| DATA LISTING |
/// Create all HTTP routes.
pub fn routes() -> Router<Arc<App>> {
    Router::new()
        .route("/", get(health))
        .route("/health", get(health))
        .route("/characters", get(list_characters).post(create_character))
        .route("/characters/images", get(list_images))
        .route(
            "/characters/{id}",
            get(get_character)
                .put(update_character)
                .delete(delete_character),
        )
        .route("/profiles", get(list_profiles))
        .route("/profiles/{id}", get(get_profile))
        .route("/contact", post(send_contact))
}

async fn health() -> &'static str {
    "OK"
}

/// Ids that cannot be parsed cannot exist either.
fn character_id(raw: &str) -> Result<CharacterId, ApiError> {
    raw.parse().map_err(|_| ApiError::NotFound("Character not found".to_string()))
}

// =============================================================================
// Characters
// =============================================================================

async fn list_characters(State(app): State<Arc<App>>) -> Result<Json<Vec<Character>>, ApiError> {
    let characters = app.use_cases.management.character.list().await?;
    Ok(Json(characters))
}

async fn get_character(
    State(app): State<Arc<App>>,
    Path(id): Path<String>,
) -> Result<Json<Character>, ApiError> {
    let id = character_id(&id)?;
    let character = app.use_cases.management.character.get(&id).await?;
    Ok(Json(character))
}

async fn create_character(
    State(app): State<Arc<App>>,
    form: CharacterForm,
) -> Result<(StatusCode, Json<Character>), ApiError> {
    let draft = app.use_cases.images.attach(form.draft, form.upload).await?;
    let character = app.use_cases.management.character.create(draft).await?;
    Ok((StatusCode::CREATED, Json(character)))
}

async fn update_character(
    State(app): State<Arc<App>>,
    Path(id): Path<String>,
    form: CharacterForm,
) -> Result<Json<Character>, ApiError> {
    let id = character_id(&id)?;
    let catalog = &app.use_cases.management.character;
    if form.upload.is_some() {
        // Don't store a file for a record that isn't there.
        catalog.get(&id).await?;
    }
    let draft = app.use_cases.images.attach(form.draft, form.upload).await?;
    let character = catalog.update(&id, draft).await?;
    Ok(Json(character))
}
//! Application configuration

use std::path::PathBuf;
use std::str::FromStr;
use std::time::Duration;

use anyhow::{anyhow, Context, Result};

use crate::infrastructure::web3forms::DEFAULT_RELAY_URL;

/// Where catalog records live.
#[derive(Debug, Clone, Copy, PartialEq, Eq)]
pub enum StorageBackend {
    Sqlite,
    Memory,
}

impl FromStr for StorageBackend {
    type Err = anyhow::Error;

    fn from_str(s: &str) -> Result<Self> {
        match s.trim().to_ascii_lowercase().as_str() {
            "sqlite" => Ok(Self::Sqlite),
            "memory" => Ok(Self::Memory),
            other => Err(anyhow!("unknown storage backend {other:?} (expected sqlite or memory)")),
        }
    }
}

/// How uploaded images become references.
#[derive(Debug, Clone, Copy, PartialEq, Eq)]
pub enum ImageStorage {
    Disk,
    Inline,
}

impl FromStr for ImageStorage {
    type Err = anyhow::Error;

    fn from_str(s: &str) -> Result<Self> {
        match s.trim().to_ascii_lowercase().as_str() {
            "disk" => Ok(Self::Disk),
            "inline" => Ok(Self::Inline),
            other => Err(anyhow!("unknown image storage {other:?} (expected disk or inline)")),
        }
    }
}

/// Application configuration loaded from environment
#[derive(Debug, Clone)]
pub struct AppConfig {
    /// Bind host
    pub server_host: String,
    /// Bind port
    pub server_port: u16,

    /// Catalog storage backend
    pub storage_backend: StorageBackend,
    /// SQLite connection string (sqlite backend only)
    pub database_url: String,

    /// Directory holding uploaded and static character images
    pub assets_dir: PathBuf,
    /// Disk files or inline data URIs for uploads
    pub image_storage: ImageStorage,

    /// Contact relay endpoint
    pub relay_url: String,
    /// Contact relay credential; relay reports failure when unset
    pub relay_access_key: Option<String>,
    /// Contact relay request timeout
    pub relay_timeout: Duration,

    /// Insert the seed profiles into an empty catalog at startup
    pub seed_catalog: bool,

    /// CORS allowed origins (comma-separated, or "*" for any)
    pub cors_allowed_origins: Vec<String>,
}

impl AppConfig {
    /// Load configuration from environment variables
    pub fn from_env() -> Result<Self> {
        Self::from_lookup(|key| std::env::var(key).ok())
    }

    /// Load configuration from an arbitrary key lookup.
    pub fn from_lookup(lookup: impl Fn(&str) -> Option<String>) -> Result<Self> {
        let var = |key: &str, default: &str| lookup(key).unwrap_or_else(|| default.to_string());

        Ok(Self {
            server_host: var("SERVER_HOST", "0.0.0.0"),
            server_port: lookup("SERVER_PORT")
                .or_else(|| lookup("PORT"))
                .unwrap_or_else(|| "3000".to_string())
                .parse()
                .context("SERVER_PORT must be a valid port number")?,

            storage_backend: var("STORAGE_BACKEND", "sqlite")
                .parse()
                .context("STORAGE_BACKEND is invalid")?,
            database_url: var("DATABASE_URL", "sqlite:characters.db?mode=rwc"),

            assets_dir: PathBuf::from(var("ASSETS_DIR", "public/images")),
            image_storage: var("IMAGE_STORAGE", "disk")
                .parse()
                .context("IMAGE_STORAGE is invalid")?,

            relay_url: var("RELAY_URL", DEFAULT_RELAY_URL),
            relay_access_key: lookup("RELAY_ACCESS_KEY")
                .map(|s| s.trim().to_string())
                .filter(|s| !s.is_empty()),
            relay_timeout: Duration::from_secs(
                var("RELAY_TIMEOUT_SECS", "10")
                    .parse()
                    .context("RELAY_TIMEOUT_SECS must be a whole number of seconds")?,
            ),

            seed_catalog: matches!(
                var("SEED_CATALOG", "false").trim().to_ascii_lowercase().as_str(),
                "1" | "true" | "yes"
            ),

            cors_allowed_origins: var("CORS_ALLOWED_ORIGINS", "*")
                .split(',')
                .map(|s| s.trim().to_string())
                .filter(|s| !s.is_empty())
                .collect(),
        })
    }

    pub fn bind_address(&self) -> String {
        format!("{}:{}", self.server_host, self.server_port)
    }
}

| PROBLEM TO SOLVE |
For this exercise, return every line from the data that holds the string "routes".

| THE ANSWER |
/// Create all HTTP routes.
pub fn routes() -> Router<Arc<App>> {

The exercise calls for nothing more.